#### Exercise prompt
If a line holds the word "agent", copy it from the entries.

Records for this exercise below:

//! End-to-end behavior of the casino floor

use std::sync::{Arc, Mutex};
use std::time::Duration;

use casino_floor::agent::Agent;
use casino_floor::casino::{Casino, Croupier, Exchange, Floor, GameType, Player};
use casino_floor::core::config::{CasinoConfig, Timings};
use casino_floor::core::types::Vec2;

fn player(name: &str, balance: f32, chips: u32) -> Arc<Player> {
    Arc::new(Player::new(name, 0, balance, chips, Vec2::ZERO))
}

#[tokio::test(start_paused = true)]
async fn test_cash_out_scenario() {
    let config = CasinoConfig {
        players: 0,
        cashiers: 1,
        ..Default::default()
    };
    let floor = Floor::new(&config);
    let p = player("Player1", 10_000.0, 10);

    let ticket = floor.find_cashier(&p).unwrap();
    let cashier = Arc::clone(ticket.cashier());
    assert_eq!(cashier.queue_len(), 1);

    let gate = ticket.into_gate().await.unwrap();
    cashier
        .exchange(&gate, &p, Exchange::CashOut { chips: 10 })
        .await
        .unwrap();
    drop(gate);

    assert_eq!(cashier.queue_len(), 0);
    assert_eq!(p.chips(), 0);
    assert!((p.balance() - 10_015.0).abs() < 0.01);
}

#[tokio::test(start_paused = true)]
async fn test_cashier_serves_in_assignment_order() {
    let config = CasinoConfig {
        cashiers: 1,
        ..Default::default()
    };
    let floor = Floor::new(&config);
    let cashier = Arc::clone(&floor.cashiers()[0]);
    let served = Arc::new(Mutex::new(Vec::new()));

    let players: Vec<_> = ["A", "B", "C"].iter().map(|n| player(n, 0.0, 2)).collect();
    for p in &players {
        cashier.assign(p);
    }

    // Spawned in reverse so the order can only come from the queue
    let mut handles = Vec::new();
    for p in players.iter().rev() {
        let cashier = Arc::clone(&cashier);
        let p = Arc::clone(p);
        let served = Arc::clone(&served);
        handles.push(tokio::spawn(async move {
            let gate = cashier.acquire_gate(&p).await.unwrap();
            cashier
                .exchange(&gate, &p, Exchange::CashOut { chips: 2 })
                .await
                .unwrap();
            served.lock().unwrap().push(p.name().to_string());
        }));
    }
    for h in handles {
        h.await.unwrap();
    }

    assert_eq!(*served.lock().unwrap(), vec!["A", "B", "C"]);
    assert_eq!(cashier.queue_len(), 0);
}

#[test]
fn test_least_loaded_cashier_selection() {
    let config = CasinoConfig {
        cashiers: 3,
        ..Default::default()
    };
    let floor = Floor::new(&config);
    let cashiers = floor.cashiers();

    // Queue lengths [2, 0, 1]
    cashiers[0].assign(&player("Q1", 0.0, 0));
    cashiers[0].assign(&player("Q2", 0.0, 0));
    cashiers[2].assign(&player("Q3", 0.0, 0));

    let first = floor.find_cashier(&player("P1", 0.0, 0)).unwrap();
    assert_eq!(first.cashier().name(), "Cashier2");
    assert_eq!(first.cashier().queue_len(), 1);

    // Lengths [2, 1, 1]: the tie goes to the lower-numbered cashier
    let second = floor.find_cashier(&player("P2", 0.0, 0)).unwrap();
    assert_eq!(second.cashier().name(), "Cashier2");
    let lengths: Vec<_> = cashiers.iter().map(|c| c.queue_len()).collect();
    assert_eq!(lengths, vec![2, 2, 1]);

    // Unused tickets give their places back
    drop(first);
    drop(second);
    let lengths: Vec<_> = cashiers.iter().map(|c| c.queue_len()).collect();
    assert_eq!(lengths, vec![2, 0, 1]);
}

#[tokio::test(flavor = "multi_thread", worker_threads = 4)]
async fn test_table_never_exceeds_capacity() {
    let config = CasinoConfig {
        table_capacity: 3,
        ..Default::default()
    };
    let croupier = Arc::new(Croupier::new(1, GameType::Roulette, &config));

    let mut handles = Vec::new();
    for i in 0..24 {
        let croupier = Arc::clone(&croupier);
        handles.push(tokio::spawn(async move {
            let p = player(&format!("P{}", i), 0.0, 5);
            let seated = croupier.add_player(&p).await.is_some();
            assert!(croupier.num_players() <= croupier.capacity());
            (seated, p.chips())
        }));
    }

    let mut seated = 0;
    for h in handles {
        let (ok, chips) = h.await.unwrap();
        if ok {
            seated += 1;
            assert_eq!(chips, 4);
        } else {
            // Rejected players are never charged
            assert_eq!(chips, 5);
        }
    }
    assert_eq!(seated, 3);
    assert_eq!(croupier.num_players(), 3);
}

#[tokio::test(start_paused = true)]
async fn test_concurrent_slot_machine_claims() {
    let config = CasinoConfig {
        slot_machines: 2,
        ..Default::default()
    };
    let floor = Arc::new(Floor::new(&config));

    let mut handles = Vec::new();
    for i in 0..10 {
        let floor = Arc::clone(&floor);
        handles.push(tokio::spawn(async move {
            let p = player(&format!("P{}", i), 10.0, 0);
            floor.find_slot_machine(&p).is_some()
        }));
    }
    let mut claimed = 0;
    for h in handles {
        if h.await.unwrap() {
            claimed += 1;
        }
    }
    assert_eq!(claimed, 2);
    for machine in floor.slot_machines() {
        assert!(!machine.is_available());
        assert!(machine.active_player().is_some());
    }
}

fn busy_casino() -> Casino {
    Casino::new(CasinoConfig {
        players: 12,
        cashiers: 2,
        slot_machines: 2,
        croupiers: 2,
        table_capacity: 3,
        table_games: vec![GameType::Roulette, GameType::Blackjack],
        timings: Timings {
            player_drain_ms: 600_000,
            ..Timings::uniform(1)
        },
        walk_speed: 20.0,
        seed: Some(7),
        ..Default::default()
    })
    .unwrap()
}

#[tokio::test(start_paused = true)]
async fn test_close_drains_players_then_resources() {
    let casino = busy_casino();
    casino.open().unwrap();
    tokio::time::sleep(Duration::from_millis(500)).await;

    let report = casino.close().await;
    assert!(report.is_clean(), "{:?}", report);
    assert_eq!(report.finished, 12 + 2 + 2 + 2);

    for p in casino.players() {
        assert!(!p.is_alive());
        assert_eq!(p.state_label(), "OUT");
        // Everyone cashed out before leaving
        assert_eq!(p.chips(), 0);
        assert!(p.balance() >= 0.0);
    }
    for agent in casino.floor().resources() {
        assert!(!agent.is_alive());
        assert_eq!(agent.state_label(), "CLOSED");
    }
    for cashier in casino.floor().cashiers() {
        assert_eq!(cashier.queue_len(), 0);
    }
    for croupier in casino.floor().croupiers() {
        assert_eq!(croupier.num_players(), 0);
    }
}

#[tokio::test(start_paused = true)]
async fn test_close_is_idempotent() {
    let casino = busy_casino();
    casino.open().unwrap();
    tokio::time::sleep(Duration::from_millis(50)).await;

    let first = casino.close().await;
    assert!(first.is_clean());
    let second = casino.close().await;
    assert_eq!(second.finished, 0);
    assert!(second.is_clean());
    assert!(casino.is_closed());
}

#[tokio::test(start_paused = true)]
async fn test_aborted_players_leave_no_resource_held() {
    let mut config = busy_casino().config().clone();
    config.timings.player_drain_ms = 1;
    let casino = Casino::new(config).unwrap();
    casino.open().unwrap();
    tokio::time::sleep(Duration::from_millis(500)).await;

    let report = casino.close().await;
    assert!(report.panicked.is_empty());
    assert!(report.aborted.len() <= 12);

    for cashier in casino.floor().cashiers() {
        assert_eq!(cashier.queue_len(), 0);
    }
    for machine in casino.floor().slot_machines() {
        assert!(machine.active_player().is_none());
    }
    for croupier in casino.floor().croupiers() {
        assert_eq!(croupier.num_players(), 0);
    }
}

End of Records for this exercise.

#### Solution below
use casino_floor::agent::Agent;
    for agent in casino.floor().resources() {
        assert!(!agent.is_alive());
        assert_eq!(agent.state_label(), "CLOSED");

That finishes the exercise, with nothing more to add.